* _EXERCISE AIM_
From the listing below, return every line with the string "OracleConfig" in it.

* _SUPPLIED RECORDS_
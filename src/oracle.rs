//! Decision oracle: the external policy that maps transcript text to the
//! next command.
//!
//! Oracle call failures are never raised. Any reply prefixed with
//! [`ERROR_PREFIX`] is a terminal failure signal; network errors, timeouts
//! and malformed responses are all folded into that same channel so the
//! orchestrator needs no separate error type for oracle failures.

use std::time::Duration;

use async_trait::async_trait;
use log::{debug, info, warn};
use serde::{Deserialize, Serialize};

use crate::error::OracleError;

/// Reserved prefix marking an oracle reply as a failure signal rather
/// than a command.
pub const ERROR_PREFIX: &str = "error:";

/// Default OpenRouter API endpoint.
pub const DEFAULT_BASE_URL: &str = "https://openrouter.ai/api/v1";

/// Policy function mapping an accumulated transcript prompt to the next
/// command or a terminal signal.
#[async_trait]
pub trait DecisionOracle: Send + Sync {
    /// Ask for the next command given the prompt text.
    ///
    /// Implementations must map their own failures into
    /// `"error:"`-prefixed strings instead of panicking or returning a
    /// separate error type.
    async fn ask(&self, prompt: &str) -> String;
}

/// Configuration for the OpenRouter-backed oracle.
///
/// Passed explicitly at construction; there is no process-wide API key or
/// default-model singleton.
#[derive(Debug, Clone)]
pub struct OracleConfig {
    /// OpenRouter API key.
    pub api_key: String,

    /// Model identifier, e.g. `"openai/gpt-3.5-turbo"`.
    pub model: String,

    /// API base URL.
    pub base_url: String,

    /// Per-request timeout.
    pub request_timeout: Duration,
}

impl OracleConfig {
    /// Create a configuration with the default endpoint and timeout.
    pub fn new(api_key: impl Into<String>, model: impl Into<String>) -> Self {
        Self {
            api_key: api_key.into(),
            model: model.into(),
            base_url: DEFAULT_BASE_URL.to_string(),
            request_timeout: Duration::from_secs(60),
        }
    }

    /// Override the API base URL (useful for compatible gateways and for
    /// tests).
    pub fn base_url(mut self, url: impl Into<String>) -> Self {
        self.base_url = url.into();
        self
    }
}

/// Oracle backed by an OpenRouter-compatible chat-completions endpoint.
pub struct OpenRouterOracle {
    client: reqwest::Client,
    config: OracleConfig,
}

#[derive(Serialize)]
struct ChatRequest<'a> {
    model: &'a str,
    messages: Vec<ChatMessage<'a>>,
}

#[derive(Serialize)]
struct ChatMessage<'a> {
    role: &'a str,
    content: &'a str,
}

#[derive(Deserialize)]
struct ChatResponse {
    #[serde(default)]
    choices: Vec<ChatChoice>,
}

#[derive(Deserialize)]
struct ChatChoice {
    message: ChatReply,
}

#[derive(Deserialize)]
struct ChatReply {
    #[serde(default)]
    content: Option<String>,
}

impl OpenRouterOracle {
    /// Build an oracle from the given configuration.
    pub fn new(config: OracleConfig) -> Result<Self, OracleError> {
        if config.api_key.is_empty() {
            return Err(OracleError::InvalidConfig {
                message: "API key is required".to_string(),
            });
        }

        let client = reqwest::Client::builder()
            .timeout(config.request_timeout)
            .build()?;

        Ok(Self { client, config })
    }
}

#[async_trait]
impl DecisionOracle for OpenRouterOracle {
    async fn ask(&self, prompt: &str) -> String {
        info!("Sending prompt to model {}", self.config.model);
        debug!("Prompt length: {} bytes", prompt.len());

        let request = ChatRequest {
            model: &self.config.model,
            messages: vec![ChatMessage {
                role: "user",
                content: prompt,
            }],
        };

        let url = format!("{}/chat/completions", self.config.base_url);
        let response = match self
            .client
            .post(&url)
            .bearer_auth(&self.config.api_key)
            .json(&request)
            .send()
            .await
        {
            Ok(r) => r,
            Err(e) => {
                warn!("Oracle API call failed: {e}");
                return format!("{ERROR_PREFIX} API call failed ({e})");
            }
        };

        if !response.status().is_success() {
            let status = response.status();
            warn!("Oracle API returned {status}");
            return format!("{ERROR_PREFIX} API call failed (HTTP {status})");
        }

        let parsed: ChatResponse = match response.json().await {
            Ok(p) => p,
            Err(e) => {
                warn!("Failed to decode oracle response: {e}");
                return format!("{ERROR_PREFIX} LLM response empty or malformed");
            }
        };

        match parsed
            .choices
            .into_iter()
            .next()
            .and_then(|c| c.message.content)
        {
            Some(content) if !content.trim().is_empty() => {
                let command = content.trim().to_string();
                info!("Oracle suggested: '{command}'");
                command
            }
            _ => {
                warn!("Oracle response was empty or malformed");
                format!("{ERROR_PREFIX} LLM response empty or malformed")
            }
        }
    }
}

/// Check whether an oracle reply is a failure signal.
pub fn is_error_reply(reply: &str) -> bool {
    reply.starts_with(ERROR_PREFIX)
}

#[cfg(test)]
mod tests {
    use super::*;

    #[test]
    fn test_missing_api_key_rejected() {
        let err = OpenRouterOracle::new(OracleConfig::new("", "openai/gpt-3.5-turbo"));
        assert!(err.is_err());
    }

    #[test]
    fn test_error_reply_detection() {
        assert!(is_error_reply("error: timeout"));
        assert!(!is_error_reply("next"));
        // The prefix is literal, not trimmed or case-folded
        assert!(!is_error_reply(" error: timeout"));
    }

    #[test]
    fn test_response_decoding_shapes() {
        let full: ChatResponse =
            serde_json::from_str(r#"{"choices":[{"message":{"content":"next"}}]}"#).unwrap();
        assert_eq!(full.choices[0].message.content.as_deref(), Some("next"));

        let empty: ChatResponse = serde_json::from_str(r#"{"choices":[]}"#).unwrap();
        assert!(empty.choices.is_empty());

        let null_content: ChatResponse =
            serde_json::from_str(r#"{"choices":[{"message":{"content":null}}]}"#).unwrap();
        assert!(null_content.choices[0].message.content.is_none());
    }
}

---

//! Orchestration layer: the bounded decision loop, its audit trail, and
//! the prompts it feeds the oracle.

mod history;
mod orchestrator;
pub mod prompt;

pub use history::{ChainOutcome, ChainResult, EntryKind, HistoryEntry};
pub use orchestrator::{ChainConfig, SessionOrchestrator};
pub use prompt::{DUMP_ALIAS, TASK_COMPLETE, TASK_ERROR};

* _ANSWER BOX_
pub struct OracleConfig {
impl OracleConfig {
    config: OracleConfig,
    pub fn new(config: OracleConfig) -> Result<Self, OracleError> {
        let err = OpenRouterOracle::new(OracleConfig::new("", "openai/gpt-3.5-turbo"));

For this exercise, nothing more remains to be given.